Не попыткой ли преодолеть это же самое чувство, вернуть себе утраченное ощущение собственной значимости, включенности в исторический процесс, является резкий рост гражданской активности в современной России? Не одинакова ли природа сегодняшних митингов и внутреннего протеста героя Щедрина? «Дедушка Матвей Иваныч обидел многих — и жил! Я, его внук, клянусь честью, именно мухи не обидел — и чувствую себя находящимся от жизни в отставке! За что?»

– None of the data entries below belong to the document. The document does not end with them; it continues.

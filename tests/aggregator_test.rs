use async_trait::async_trait;
use polsig::api::client::{SourceAdapter, TopicQuery};
use polsig::api::parallel::{merge_records, Aggregator, AggregatorConfig};
use polsig::api::types::{PublishedAt, RetrievalOutcome, SourceRecord};
use polsig::api::SourceKind;
use polsig::error::{PolsigError, Result};
use pretty_assertions::assert_eq;
use std::sync::Arc;
use std::time::Duration;

enum Behavior {
    Records(Vec<SourceRecord>),
    Fail,
    Panic,
}

struct Scripted {
    kind: SourceKind,
    behavior: Behavior,
}

#[async_trait]
impl SourceAdapter for Scripted {
    async fn retrieve(&self, _query: &TopicQuery) -> Result<RetrievalOutcome<SourceRecord>> {
        match &self.behavior {
            Behavior::Records(records) => Ok(RetrievalOutcome::ok(records.clone())),
            Behavior::Fail => Err(PolsigError::ServerError("upstream returned 502".into())),
            Behavior::Panic => panic!("adapter blew up"),
        }
    }

    fn kind(&self) -> SourceKind {
        self.kind
    }
}

fn record(source: &str, title: &str, link: Option<&str>, date: Option<&str>) -> SourceRecord {
    SourceRecord::new(
        source,
        title,
        "本文",
        link.map(str::to_string),
        PublishedAt::from_optional(date),
    )
}

fn aggregator(portal: Behavior) -> Aggregator {
    let sources: Vec<Scripted> = vec![
        Scripted {
            kind: SourceKind::News,
            behavior: Behavior::Records(vec![
                record(
                    "NHK",
                    "年金制度改正案",
                    Some("https://n.test/1"),
                    Some("2024-10-03T09:00:00+09:00"),
                ),
                record("NHK", "日付不明の記事", Some("https://n.test/2"), None),
            ]),
        },
        Scripted {
            kind: SourceKind::Diet,
            behavior: Behavior::Records(vec![record(
                "国会会議録",
                "厚生労働委員会",
                Some("https://kokkai.test/s/1"),
                Some("2024-10-05"),
            )]),
        },
        Scripted {
            kind: SourceKind::Portal,
            behavior: portal,
        },
        Scripted {
            kind: SourceKind::Law,
            behavior: Behavior::Records(vec![record("e-Gov法令", "国民年金法", None, None)]),
        },
        Scripted {
            kind: SourceKind::Stats,
            behavior: Behavior::Records(vec![
                // same link as a news item; the earlier source wins
                record("e-Stat", "重複", Some("https://n.test/1"), Some("2024-10-09")),
            ]),
        },
    ];

    sources
        .into_iter()
        .fold(Aggregator::new(AggregatorConfig::default()), |agg, source| {
            agg.with_source(Arc::new(source), true)
        })
}

#[tokio::test]
async fn test_failing_source_does_not_affect_others() {
    let report = aggregator(Behavior::Fail).collect(&TopicQuery::new(["年金"])).await;

    assert_eq!(report.per_source.len(), 5);
    assert_eq!(report.failed_sources(), vec![SourceKind::Portal]);
    let portal = report.outcome(SourceKind::Portal).unwrap();
    assert!(portal.records.is_empty());
    assert!(portal.error.as_deref().unwrap().contains("502"));

    let titles: Vec<_> = report.records.iter().map(|r| r.title()).collect();
    assert_eq!(
        titles,
        vec!["厚生労働委員会", "年金制度改正案", "日付不明の記事", "国民年金法"]
    );
}

#[tokio::test]
async fn test_panicking_source_is_captured() {
    let report = aggregator(Behavior::Panic).collect(&TopicQuery::new(["年金"])).await;

    let portal = report.outcome(SourceKind::Portal).unwrap();
    assert!(portal.records.is_empty());
    assert!(portal.error.as_deref().unwrap().contains("adapter blew up"));
    assert_eq!(report.records.len(), 4);
    assert!(report.outcome(SourceKind::News).unwrap().error.is_none());
}

#[tokio::test]
async fn test_undated_records_sort_last() {
    let report = aggregator(Behavior::Records(vec![record(
        "公明新聞",
        "ポータル記事",
        Some("https://p.test/1"),
        Some("2024-10-04"),
    )]))
    .collect(&TopicQuery::new(["年金"]))
    .await;

    let first_unknown = report
        .records
        .iter()
        .position(|r| r.published_at().is_unknown())
        .unwrap();
    assert!(report.records[first_unknown..]
        .iter()
        .all(|r| r.published_at().is_unknown()));
    assert_eq!(report.records[0].title(), "厚生労働委員会");
    assert_eq!(report.records[1].title(), "ポータル記事");
}

#[tokio::test]
async fn test_merge_is_idempotent() {
    let report = aggregator(Behavior::Fail).collect(&TopicQuery::new(["年金"])).await;
    let again = merge_records(report.records.clone());
    assert_eq!(again, report.records);
}

#[tokio::test]
async fn test_disabled_sources_are_not_called() {
    let aggregator = Aggregator::new(AggregatorConfig {
        request_timeout: Duration::from_secs(5),
    })
    .with_source(
        Arc::new(Scripted {
            kind: SourceKind::News,
            behavior: Behavior::Records(vec![record("NHK", "記事", None, None)]),
        }),
        true,
    )
    .with_source(
        Arc::new(Scripted {
            kind: SourceKind::Portal,
            behavior: Behavior::Panic,
        }),
        false,
    );

    assert_eq!(aggregator.enabled_kinds(), vec![SourceKind::News]);
    let report = aggregator.collect(&TopicQuery::new(["年金"])).await;
    assert_eq!(report.per_source.len(), 1);
    assert!(report.outcome(SourceKind::Portal).is_none());
}
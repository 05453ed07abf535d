use async_trait::async_trait;
use chrono::{Duration, Local, NaiveDate};
use log::{debug, info};
use once_cell::sync::Lazy;
use regex::Regex;
use reqwest::Client;
use serde::Deserialize;

use super::client::{ClientConfig, SourceAdapter, TopicQuery};
use super::http_client::{build_client, get_json_text, with_params};
use super::types::{PublishedAt, RetrievalOutcome, SourceRecord, Speech};
use super::SourceKind;
use crate::error::{PolsigError, Result};

const BASE_URL: &str = "https://kokkai.ndl.go.jp/api/speech";
const DEFAULT_MAX_RECORDS: u32 = 100;
const DEFAULT_LOOKBACK_DAYS: i64 = 365;

#[derive(Debug, Deserialize)]
#[serde(rename_all = "camelCase")]
struct SpeechResponse {
    #[serde(default)]
    speech_record: Vec<RawSpeech>,
    /// Present only on error envelopes
    message: Option<String>,
    #[serde(default)]
    details: Vec<serde_json::Value>,
}

#[derive(Debug, Deserialize)]
#[serde(rename_all = "camelCase")]
struct RawSpeech {
    #[serde(rename = "speechID", default)]
    speech_id: String,
    #[serde(default)]
    date: String,
    #[serde(default)]
    name_of_meeting: String,
    #[serde(default)]
    speaker: String,
    #[serde(default)]
    speech: String,
    #[serde(rename = "speechURL")]
    speech_url: Option<String>,
}

impl From<RawSpeech> for Speech {
    fn from(raw: RawSpeech) -> Self {
        Speech {
            id: raw.speech_id,
            date: raw.date,
            meeting: raw.name_of_meeting,
            speaker: raw.speaker,
            text: raw.speech,
            url: raw.speech_url,
        }
    }
}

/// Search conditions for the speech archive
#[derive(Debug, Clone, Default)]
pub struct SpeechQuery {
    pub any: Option<String>,
    pub from: Option<String>,
    pub until: Option<String>,
    pub speaker: Option<String>,
    pub maximum_records: Option<u32>,
}

/// chrono alone accepts single-digit months and days; the API does not
static DATE_SHAPE: Lazy<Option<Regex>> = Lazy::new(|| Regex::new(r"^\d{4}-\d{2}-\d{2}$").ok());

fn validate_date(field: &str, value: &str) -> Result<()> {
    let shaped = DATE_SHAPE.as_ref().map(|re| re.is_match(value)).unwrap_or(true);
    if shaped && NaiveDate::parse_from_str(value, "%Y-%m-%d").is_ok() {
        Ok(())
    } else {
        Err(PolsigError::InvalidInput(format!("{} must be YYYY-MM-DD, got {}", field, value)))
    }
}

pub fn speech_to_record(speech: Speech) -> SourceRecord {
    let title = format!("{} {}", speech.meeting, speech.speaker).trim().to_string();
    let published_at = PublishedAt::parse(&speech.date);
    SourceRecord::new(
        SourceKind::Diet.display_name(),
        title,
        speech.text,
        speech.url,
        published_at,
    )
}

/// Client for the National Diet speech archive
#[derive(Clone)]
pub struct DietClient {
    config: ClientConfig,
    http_client: Client,
    base_url: String,
    lookback_days: i64,
}

impl DietClient {
    pub fn new(config: ClientConfig) -> Result<Self> {
        Self::with_base_url(config, BASE_URL)
    }

    pub fn with_base_url(config: ClientConfig, base_url: impl Into<String>) -> Result<Self> {
        let http_client = build_client(&config)?;
        Ok(Self {
            config,
            http_client,
            base_url: base_url.into(),
            lookback_days: DEFAULT_LOOKBACK_DAYS,
        })
    }

    /// Window used when aggregating, ending at the query's `until`
    pub fn with_lookback_days(mut self, days: i64) -> Self {
        self.lookback_days = days;
        self
    }

    pub async fn fetch_speeches(&self, query: &SpeechQuery) -> Result<Vec<Speech>> {
        let max = query.maximum_records.unwrap_or(DEFAULT_MAX_RECORDS).to_string();
        let mut params: Vec<(&str, String)> = vec![
            ("maximumRecords", max),
            ("recordPacking", "json".to_string()),
        ];
        if let Some(any) = query.any.as_deref().filter(|s| !s.trim().is_empty()) {
            params.push(("any", any.to_string()));
        }
        if let Some(from) = &query.from {
            validate_date("from", from)?;
            params.push(("from", from.clone()));
        }
        if let Some(until) = &query.until {
            validate_date("until", until)?;
            params.push(("until", until.clone()));
        }
        if let Some(speaker) = query.speaker.as_deref().filter(|s| !s.trim().is_empty()) {
            params.push(("speaker", speaker.to_string()));
        }

        let url = reqwest::Url::parse(&self.base_url)
            .map_err(|e| PolsigError::Parse(format!("Invalid URL {}: {}", self.base_url, e)))?;
        let url = with_params(url, &params);
        debug!("Fetching from Diet API: {}", url);

        let text = get_json_text(&self.http_client, &self.config, &url).await?;
        let response: SpeechResponse = serde_json::from_str(&text)
            .map_err(|e| PolsigError::invalid_response("PARSE", format!("speech archive: {}", e)))?;

        if let Some(message) = response.message {
            let detail = if response.details.is_empty() {
                message
            } else {
                let details: Vec<String> = response
                    .details
                    .iter()
                    .map(|d| d.as_str().map(str::to_string).unwrap_or_else(|| d.to_string()))
                    .collect();
                format!("{} ({})", message, details.join(", "))
            };
            return Err(PolsigError::invalid_response("DIET_API", detail));
        }

        let speeches: Vec<Speech> = response.speech_record.into_iter().map(Speech::from).collect();
        info!("Diet API: {} speeches", speeches.len());
        Ok(speeches)
    }

    /// Speeches mentioning `keyword` between two `YYYY-MM-DD` dates
    pub async fn fetch_legislative_speeches(
        &self,
        keyword: &str,
        from_date: &str,
        until_date: &str,
    ) -> RetrievalOutcome<SourceRecord> {
        let query = SpeechQuery {
            any: Some(keyword.to_string()),
            from: Some(from_date.to_string()),
            until: Some(until_date.to_string()),
            ..Default::default()
        };
        self.fetch_speeches(&query)
            .await
            .map(|speeches| speeches.into_iter().map(speech_to_record).collect())
            .into()
    }
}

#[async_trait]
impl SourceAdapter for DietClient {
    async fn retrieve(&self, query: &TopicQuery) -> Result<RetrievalOutcome<SourceRecord>> {
        let until = query.until.unwrap_or_else(|| Local::now().date_naive());
        let from = query
            .from
            .unwrap_or_else(|| until - Duration::days(self.lookback_days));
        let speech_query = SpeechQuery {
            any: Some(query.joined(" ")),
            from: Some(from.format("%Y-%m-%d").to_string()),
            until: Some(until.format("%Y-%m-%d").to_string()),
            ..Default::default()
        };
        let speeches = self.fetch_speeches(&speech_query).await?;
        Ok(RetrievalOutcome::ok(
            speeches.into_iter().map(speech_to_record).collect(),
        ))
    }

    fn kind(&self) -> SourceKind {
        SourceKind::Diet
    }
}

На наш взгляд, в своем герое Салтыков-Щедрин воплотил еще неназванное (названо он будет значительно позднее) явление — оно не только не названо и не осмыслено, оно еще даже не прочувствовано не то что обществом, но и литераторами. Речь, конечно, идет о теме «потерянного поколения», которая будет осмыслена только в 20-е гг. XX века. Возьмем на себя смелость утверждать, что Щедрин одним из первых (а возможно, и первым) угадал это особое общественное настроение, которое, в чем мы также убеждены, является принадлежностью не одной современной Хемингуэю и Ремарку эпохи, но любого так называемого «безвременья» в истории, возникающего при геополитических и социальных катаклизмах. Именно в такие периоды растерянности и социальной дезориентированности общества начинается процесс «слоняния» — один из метких неологизмов автора, — потому как «все мы хотим жить именно тем самым способом, каким жил дедушка Матвей Иваныч, то есть жить хоть безобразно (увы! до других идеалов редкие из нас додумались), но властно, а не слоняться по белу свету, выпуча глаза».
Герой «Дневника провинциала» представляется нам сродни герою «Записок из подполья» Ф.М. Достоевского. Их роднит общее протоэкзистенциальное восприятие жизни: они, смотря на поток жизни из своей скорлупы, видят и критически оценивают все несовершенства окружающей их действительности, однако вследствие инертности, «нравственной рыхлости» позволяют этому потоку произвольно увлекать себя. Достоевский видит причину этой индифферентности в извечном противоречии разума самому себе, в парализующей деятельность мысли.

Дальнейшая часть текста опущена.